Partiamo dalla questione finanziaria. Le banche sono accusate di aver chiuso i rubinetti del credito affossando l'economia reale. È vero solo in parte. Le sofferenze bancarie in Italia hanno superato a gennaio 2012 i 126 miliardi di euro con una crescita di 1,2 miliardi rispetto al mese precedente. In media ciò significa che se i soldi vengono prestati, il rischio di perderli è molto elevato. Il problema è semmai la mancanza di discrimine, l'incapacità di selezionare i soggetti finanziabili da quelli fuori mercato. Tornando alla distribuzione moderna, è risaputo che i ritardi dei pagamenti finora “imposti” ai fornitori hanno costituito la vera capitalizzazione dei retailer che con questi denari hanno spesso investito e allargato le reti. L'impossibilità di mantenere questo regime, svuota di fatto le casse. Casse che non sono rimpinguabili con il credito ordinario, neppure se le banche lo volessero. Di fatto i ritardi nei pagamenti si traducono in prestiti infruttiferi forzati che i retailer hanno ottenuto dai loro fornitori. Passando al credito ordinario occorre computare una voce di costo aggiuntiva. Tuttavia nella situazione attuale, la marginalità di un retailer oscilla tra il 2,5% e il 5%; un risultato che non sostiene il costo del credito.
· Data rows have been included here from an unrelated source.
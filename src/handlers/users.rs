use std::collections::HashMap;

use axum::{Json, extract::State, response::IntoResponse};
use sqlx::SqlitePool;

use crate::{error::AppError, models::user::UserResponse};

/// List all users with the ids of the blogs they own.
///
/// The blog list is derived from `blogs.user_id` on the fly; there is no
/// stored back-reference to drift out of sync with actual ownership.
pub async fn list_users(State(pool): State<SqlitePool>) -> Result<impl IntoResponse, AppError> {
    let users = sqlx::query_as::<_, (i64, String, Option<String>)>(
        "SELECT id, username, name FROM users ORDER BY id",
    )
    .fetch_all(&pool)
    .await?;

    let ownership = sqlx::query_as::<_, (i64, i64)>("SELECT user_id, id FROM blogs ORDER BY id")
        .fetch_all(&pool)
        .await?;

    let mut blogs_by_user: HashMap<i64, Vec<i64>> = HashMap::new();
    for (user_id, blog_id) in ownership {
        blogs_by_user.entry(user_id).or_default().push(blog_id);
    }

    let shaped: Vec<UserResponse> = users
        .into_iter()
        .map(|(id, username, name)| UserResponse {
            id,
            username,
            name,
            blogs: blogs_by_user.remove(&id).unwrap_or_default(),
        })
        .collect();

    Ok(Json(shaped))
}
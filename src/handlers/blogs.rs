use std::collections::HashMap;

use axum::{
    Extension, Json,
    extract::{Path, State},
    http::StatusCode,
    response::IntoResponse,
};
use sqlx::SqlitePool;
use validator::Validate;

use crate::{
    error::AppError,
    models::{
        blog::{Blog, BlogPayload, BlogResponse, UserRef},
        comment::CreateCommentRequest,
    },
    utils::jwt::Claims,
};

const NOT_CREATOR: &str = "expected `logged user` to be creator of blog";

/// List all blogs, each with its owner view and ordered comments.
pub async fn list_blogs(State(pool): State<SqlitePool>) -> Result<impl IntoResponse, AppError> {
    let blogs = sqlx::query_as::<_, Blog>(
        "SELECT id, user_id, title, author, url, likes, created_at FROM blogs ORDER BY id",
    )
    .fetch_all(&pool)
    .await?;

    let users = sqlx::query_as::<_, UserRef>("SELECT id, username, name FROM users")
        .fetch_all(&pool)
        .await?;
    let users: HashMap<i64, UserRef> = users.into_iter().map(|u| (u.id, u)).collect();

    // One pass over all comments instead of a query per blog.
    let comment_rows =
        sqlx::query_as::<_, (i64, String)>("SELECT blog_id, content FROM comments ORDER BY id")
            .fetch_all(&pool)
            .await?;
    let mut comments: HashMap<i64, Vec<String>> = HashMap::new();
    for (blog_id, content) in comment_rows {
        comments.entry(blog_id).or_default().push(content);
    }

    let shaped = blogs
        .into_iter()
        .map(|blog| {
            let user = users.get(&blog.user_id).cloned().ok_or_else(|| {
                AppError::InternalServerError(format!("blog {} has no owner row", blog.id))
            })?;
            Ok(BlogResponse {
                id: blog.id,
                title: blog.title,
                author: blog.author,
                url: blog.url,
                likes: blog.likes,
                user,
                comments: comments.remove(&blog.id).unwrap_or_default(),
            })
        })
        .collect::<Result<Vec<_>, AppError>>()?;

    Ok(Json(shaped))
}

/// Get a single blog by ID.
pub async fn get_blog(
    State(pool): State<SqlitePool>,
    Path(id): Path<i64>,
) -> Result<impl IntoResponse, AppError> {
    let blog = fetch_blog(&pool, id)
        .await?
        .ok_or(AppError::NotFound("blog not found".to_string()))?;

    Ok(Json(shape_blog(&pool, blog).await?))
}

/// Create a new blog. Requires authentication; the caller becomes the owner.
/// Missing likes default to 0.
pub async fn create_blog(
    State(pool): State<SqlitePool>,
    Extension(claims): Extension<Claims>,
    Json(payload): Json<BlogPayload>,
) -> Result<impl IntoResponse, AppError> {
    // 1. Validate payload
    if let Err(validation_errors) = payload.validate() {
        return Err(AppError::BadRequest(validation_errors.to_string()));
    }

    let user_id = claims.user_id()?;

    // 2. The token must name an existing user
    let owner = sqlx::query_as::<_, UserRef>("SELECT id, username, name FROM users WHERE id = ?")
        .bind(user_id)
        .fetch_optional(&pool)
        .await?
        .ok_or(AppError::BadRequest("invalid user".to_string()))?;

    let (Some(title), Some(author), Some(url)) = (payload.title, payload.author, payload.url)
    else {
        return Err(AppError::BadRequest("title, author and url are required".to_string()));
    };
    let likes = payload.likes.unwrap_or(0);

    // 3. Insert blog
    let blog = sqlx::query_as::<_, Blog>(
        r#"
        INSERT INTO blogs (user_id, title, author, url, likes, created_at)
        VALUES (?, ?, ?, ?, ?, ?)
        RETURNING id, user_id, title, author, url, likes, created_at
        "#,
    )
    .bind(user_id)
    .bind(&title)
    .bind(&author)
    .bind(&url)
    .bind(likes)
    .bind(chrono::Utc::now())
    .fetch_one(&pool)
    .await
    .map_err(|e| {
        tracing::error!("Failed to create blog: {:?}", e);
        AppError::from(e)
    })?;

    let response = BlogResponse {
        id: blog.id,
        title: blog.title,
        author: blog.author,
        url: blog.url,
        likes: blog.likes,
        user: owner,
        comments: Vec::new(),
    };

    Ok((StatusCode::CREATED, Json(response)))
}

/// Append a comment to a blog. Comments are opaque strings kept in
/// insertion order.
pub async fn add_comment(
    State(pool): State<SqlitePool>,
    Path(id): Path<i64>,
    Json(payload): Json<CreateCommentRequest>,
) -> Result<impl IntoResponse, AppError> {
    if let Err(validation_errors) = payload.validate() {
        return Err(AppError::BadRequest(validation_errors.to_string()));
    }
    let Some(comment) = payload.comment else {
        return Err(AppError::BadRequest("comment is required".to_string()));
    };

    let blog = fetch_blog(&pool, id)
        .await?
        .ok_or(AppError::NotFound("blog not found".to_string()))?;

    sqlx::query("INSERT INTO comments (blog_id, content, created_at) VALUES (?, ?, ?)")
        .bind(blog.id)
        .bind(&comment)
        .bind(chrono::Utc::now())
        .execute(&pool)
        .await?;

    Ok((StatusCode::CREATED, Json(shape_blog(&pool, blog).await?)))
}

/// Replace a blog's fields. Requires authentication and ownership,
/// mirroring delete. The owner and comments are not replaceable.
pub async fn update_blog(
    State(pool): State<SqlitePool>,
    Extension(claims): Extension<Claims>,
    Path(id): Path<i64>,
    Json(payload): Json<BlogPayload>,
) -> Result<impl IntoResponse, AppError> {
    if let Err(validation_errors) = payload.validate() {
        return Err(AppError::BadRequest(validation_errors.to_string()));
    }

    let user_id = claims.user_id()?;

    let blog = fetch_blog(&pool, id)
        .await?
        .ok_or(AppError::NotFound("blog not found".to_string()))?;

    if blog.user_id != user_id {
        return Err(AppError::AuthError(NOT_CREATOR.to_string()));
    }

    let (Some(title), Some(author), Some(url)) = (payload.title, payload.author, payload.url)
    else {
        return Err(AppError::BadRequest("title, author and url are required".to_string()));
    };
    let likes = payload.likes.unwrap_or(0);

    let updated = sqlx::query_as::<_, Blog>(
        r#"
        UPDATE blogs
        SET title = ?, author = ?, url = ?, likes = ?
        WHERE id = ?
        RETURNING id, user_id, title, author, url, likes, created_at
        "#,
    )
    .bind(&title)
    .bind(&author)
    .bind(&url)
    .bind(likes)
    .bind(blog.id)
    .fetch_one(&pool)
    .await?;

    Ok((StatusCode::CREATED, Json(shape_blog(&pool, updated).await?)))
}

/// Delete a blog. Requires authentication; only the creator may delete.
/// The blog and its comments go in a single transaction, so the owner's
/// derived blog list can never reference a deleted blog.
pub async fn delete_blog(
    State(pool): State<SqlitePool>,
    Extension(claims): Extension<Claims>,
    Path(id): Path<i64>,
) -> Result<impl IntoResponse, AppError> {
    let user_id = claims.user_id()?;

    // 1. Fetch blog to check ownership
    let blog = fetch_blog(&pool, id)
        .await?
        .ok_or(AppError::NotFound("blog not found".to_string()))?;

    // 2. Check permission
    if blog.user_id != user_id {
        return Err(AppError::AuthError(NOT_CREATOR.to_string()));
    }

    // 3. Delete comments and blog atomically
    let mut tx = pool.begin().await?;

    sqlx::query("DELETE FROM comments WHERE blog_id = ?")
        .bind(blog.id)
        .execute(&mut *tx)
        .await?;

    sqlx::query("DELETE FROM blogs WHERE id = ?")
        .bind(blog.id)
        .execute(&mut *tx)
        .await?;

    tx.commit().await?;

    Ok(StatusCode::NO_CONTENT)
}

async fn fetch_blog(pool: &SqlitePool, id: i64) -> Result<Option<Blog>, AppError> {
    let blog = sqlx::query_as::<_, Blog>(
        "SELECT id, user_id, title, author, url, likes, created_at FROM blogs WHERE id = ?",
    )
    .bind(id)
    .fetch_optional(pool)
    .await?;

    Ok(blog)
}

/// Shape a blog for a response: embed the restricted owner view and the
/// blog's comments in insertion order.
async fn shape_blog(pool: &SqlitePool, blog: Blog) -> Result<BlogResponse, AppError> {
    let user = sqlx::query_as::<_, UserRef>("SELECT id, username, name FROM users WHERE id = ?")
        .bind(blog.user_id)
        .fetch_one(pool)
        .await?;

    let comments =
        sqlx::query_scalar::<_, String>("SELECT content FROM comments WHERE blog_id = ? ORDER BY id")
            .bind(blog.id)
            .fetch_all(pool)
            .await?;

    Ok(BlogResponse {
        id: blog.id,
        title: blog.title,
        author: blog.author,
        url: blog.url,
        likes: blog.likes,
        user,
        comments,
    })
}
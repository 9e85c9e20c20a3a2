//! Audio feature source error types.

use thiserror::Error;

/// Errors that can occur when retrieving audio features.
#[derive(Debug, Error)]
pub enum SourceError {
    /// The service rejected our credentials.
    #[error("authentication failed: {0}")]
    AuthenticationFailed(String),

    /// No recording or feature set exists for the answer.
    #[error("features not found: {0}")]
    NotFound(String),

    /// The service returned an error response.
    #[error("API error (HTTP {status}): {message}")]
    ApiError { status: u16, message: String },

    /// The request timed out.
    #[error("request timed out after {0}ms")]
    Timeout(u64),

    /// A network error occurred.
    #[error("network error: {0}")]
    NetworkError(String),

    /// A feature file or response body could not be decoded.
    #[error("invalid feature data: {0}")]
    InvalidData(String),
}

impl SourceError {
    /// Whether retrying the same request cannot succeed.
    pub fn is_permanent(&self) -> bool {
        match self {
            SourceError::AuthenticationFailed(_)
            | SourceError::NotFound(_)
            | SourceError::InvalidData(_) => true,
            SourceError::ApiError { status, .. } => *status < 500 && *status != 429,
            SourceError::Timeout(_) | SourceError::NetworkError(_) => false,
        }
    }
}

#[cfg(test)]
mod tests {
    use super::*;

    #[test]
    fn permanent_errors() {
        assert!(SourceError::NotFound("a1".into()).is_permanent());
        assert!(SourceError::ApiError {
            status: 400,
            message: "bad".into()
        }
        .is_permanent());
        assert!(!SourceError::ApiError {
            status: 503,
            message: "busy".into()
        }
        .is_permanent());
        assert!(!SourceError::ApiError {
            status: 429,
            message: "slow down".into()
        }
        .is_permanent());
        assert!(!SourceError::Timeout(500).is_permanent());
    }
}
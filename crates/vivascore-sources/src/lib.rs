//! vivascore-sources: Audio feature sources and configuration.
//!
//! Implements the `AudioFeatureSource` trait for a remote feature service
//! over HTTP, precomputed JSON feature files, and an in-memory mock, and
//! loads the top-level `vivascore.toml` configuration.

pub mod config;
pub mod error;
pub mod file;
pub mod http;
pub mod mock;

pub use config::{create_source, load_config, load_config_from, AudioConfig, VivascoreConfig};
pub use error::SourceError;
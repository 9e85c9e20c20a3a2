//! Expressive clarity: filler words, sentence shape, logical connectives.

use std::sync::Arc;

use tracing::debug;

use crate::config::ClarityThresholds;
use crate::error::AnalyzerError;
use crate::lexicon::RuleTables;
use crate::model::{ClarityMetrics, ClarityScore};
use crate::text::{clamp_score, round_to, split_sentences, word_count};
use crate::traits::{AnalysisInput, Analyzer};

pub struct ClarityScorer {
    tables: Arc<RuleTables>,
    thresholds: ClarityThresholds,
}

impl ClarityScorer {
    pub fn new(tables: Arc<RuleTables>, thresholds: ClarityThresholds) -> Self {
        Self { tables, thresholds }
    }

    pub fn score(&self, transcript: &str) -> ClarityScore {
        let t = &self.thresholds;
        let mut score = 10.0;
        let mut issues = Vec::new();
        let mut evidence = Vec::new();
        let mut strengths = Vec::new();

        // Weighted filler tally, occurrences kept in transcript order.
        let mut filler_count = 0.0;
        let mut occurrences: Vec<(usize, &str)> = Vec::new();
        for filler in self.tables.fillers() {
            let before = occurrences.len();
            occurrences.extend(
                filler
                    .matches(transcript)
                    .map(|m| (m.start(), m.as_str())),
            );
            filler_count += (occurrences.len() - before) as f64 * filler.weight();
        }
        occurrences.sort_by_key(|(start, _)| *start);

        if filler_count > t.heavy_filler {
            score -= t.heavy_filler_penalty;
            issues.push("Excessive filler words detected".to_string());
            evidence.extend(occurrences.iter().take(5).map(|(_, s)| s.to_lowercase()));
        } else if filler_count > t.moderate_filler {
            score -= t.moderate_filler_penalty;
            issues.push("Some filler words present".to_string());
            evidence.extend(occurrences.iter().take(3).map(|(_, s)| s.to_lowercase()));
        } else {
            strengths.push("Minimal use of filler words".to_string());
        }

        let sentences = split_sentences(transcript);
        let avg_sentence_length = if sentences.is_empty() {
            0.0
        } else {
            sentences.iter().map(|s| word_count(s)).sum::<usize>() as f64 / sentences.len() as f64
        };

        if sentences.len() < t.min_sentences {
            score -= t.few_sentences_penalty;
            issues.push("Too few complete sentences".to_string());
        } else if avg_sentence_length > t.max_avg_sentence_words {
            score -= t.sentence_length_penalty;
            issues.push("Sentences too long and complex".to_string());
        } else if avg_sentence_length < t.min_avg_sentence_words {
            score -= t.sentence_length_penalty;
            issues.push("Sentences too short and choppy".to_string());
        } else {
            strengths.push("Good sentence structure and length".to_string());
        }

        let flow_count: usize = self
            .tables
            .flow_words
            .iter()
            .map(|w| w.count(transcript))
            .sum();
        if flow_count == 0 {
            score -= t.no_flow_penalty;
            issues.push("Lacks logical flow indicators".to_string());
        } else if flow_count >= t.strong_flow {
            strengths.push("Good logical flow with transitions".to_string());
        }

        debug!(filler_count, sentences = sentences.len(), flow_count, "clarity scored");

        ClarityScore {
            score: clamp_score(score),
            issues,
            evidence,
            strengths,
            metrics: ClarityMetrics {
                filler_count: round_to(filler_count, 1),
                sentence_count: sentences.len(),
                avg_sentence_length: round_to(avg_sentence_length, 1),
                flow_count,
            },
        }
    }
}

impl Default for ClarityScorer {
    fn default() -> Self {
        Self::new(RuleTables::shared(), ClarityThresholds::default())
    }
}

impl Analyzer for ClarityScorer {
    type Output = ClarityScore;

    fn name(&self) -> &'static str {
        "clarity"
    }

    fn analyze(&self, input: &AnalysisInput<'_>) -> Result<ClarityScore, AnalyzerError> {
        Ok(self.score(input.transcript))
    }
}

#[cfg(test)]
mod tests {
    use super::*;

    #[test]
    fn heavy_fillers_are_penalized() {
        let transcript = "Um, a hash map stores pairs, uh. Um, it uses buckets, uh. \
                          Um, and uh, collisions um happen uh. Then um it uh resizes.";
        let report = ClarityScorer::default().score(transcript);
        assert_eq!(report.metrics.filler_count, 10.0);
        assert!(report.score <= 6.0);
        assert!(report
            .issues
            .contains(&"Excessive filler words detected".to_string()));
        assert_eq!(report.evidence, vec!["um", "uh", "um", "uh", "um"]);
    }

    #[test]
    fn moderate_fillers() {
        let transcript = "Um it is fine. Uh it works. Well, like, it is basically a map. \
                          Um that is all.";
        let report = ClarityScorer::default().score(transcript);
        // um x2, uh, well, like, basically
        assert_eq!(report.metrics.filler_count, 4.1);
        assert!(report.issues.contains(&"Some filler words present".to_string()));
        assert_eq!(report.evidence.len(), 3);
    }

    #[test]
    fn fillers_are_matched_as_whole_words() {
        let transcript = "The umbrella is well known. Something else happens here.";
        let report = ClarityScorer::default().score(transcript);
        // only "well"; "um" inside "umbrella" and "so" inside "something" do not count
        assert_eq!(report.metrics.filler_count, 0.3);
    }

    #[test]
    fn well_formed_answer() {
        let transcript = "First, a hash map stores key value pairs in an array of buckets. \
                          Then a hash function maps every key to one of those buckets. \
                          Because two keys can collide, each bucket keeps a short chain. \
                          Finally, the table resizes when the load factor grows too high.";
        let report = ClarityScorer::default().score(transcript);
        assert_eq!(report.score, 10.0);
        assert!(report.issues.is_empty());
        assert_eq!(report.metrics.sentence_count, 4);
        assert_eq!(report.metrics.flow_count, 4);
        assert!(report
            .strengths
            .contains(&"Good logical flow with transitions".to_string()));
        assert!(report
            .strengths
            .contains(&"Good sentence structure and length".to_string()));
    }

    #[test]
    fn too_few_sentences_and_no_flow() {
        let report = ClarityScorer::default().score("A hash map stores pairs.");
        assert_eq!(report.score, 6.0);
        assert_eq!(
            report.issues,
            vec!["Too few complete sentences", "Lacks logical flow indicators"]
        );
    }

    #[test]
    fn empty_transcript_is_scored() {
        let report = ClarityScorer::default().score("");
        assert_eq!(report.metrics.sentence_count, 0);
        assert_eq!(report.metrics.avg_sentence_length, 0.0);
        assert_eq!(report.score, 6.0);
    }

    #[test]
    fn choppy_sentences() {
        let report = ClarityScorer::default().score("It hashes. Then it stores. It is fast.");
        assert!(report
            .issues
            .contains(&"Sentences too short and choppy".to_string()));
    }
}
Se i consumi non cresceranno e velocemente, il rischio è quello di assistere a una stagione di chiusure nella quale i punti di vendita delle reti creati senza attenzione alla marginalità puntuale, dovranno cessare l'attività, anche perché le risorse per eventuali travasi mancheranno. Ma tutto ciò significherà perdita di posti di lavoro in una spirale sempre più recessiva. Rimane quindi l'opzione di intervenire sui processi per raggiungere una maggiore efficienza. Ma non è un obiettivo banale. Si tratta di un percorso che coinvolge l'organizzazione del retailer e impatta sul “dna” del mestiere stesso. Tuttavia la volontà delle proprietà di andare in questa direzione unitamente a un adeguamento del management può dare risultati.
In ultima analisi non vi sono soluzioni che possano rimpiazzare una nuova fase di crescita. Se i consumi non ripartono, la derivata del trend di crescita non cambierà segno, qualsiasi azione endogena ai sistemi. Probabilmente non vi è la consapevolezza che senza abbattimento della pressione fiscale e dei costi dello Stato, il sistema nel suo complesso è diretto verso l'autodistruzione per implosione.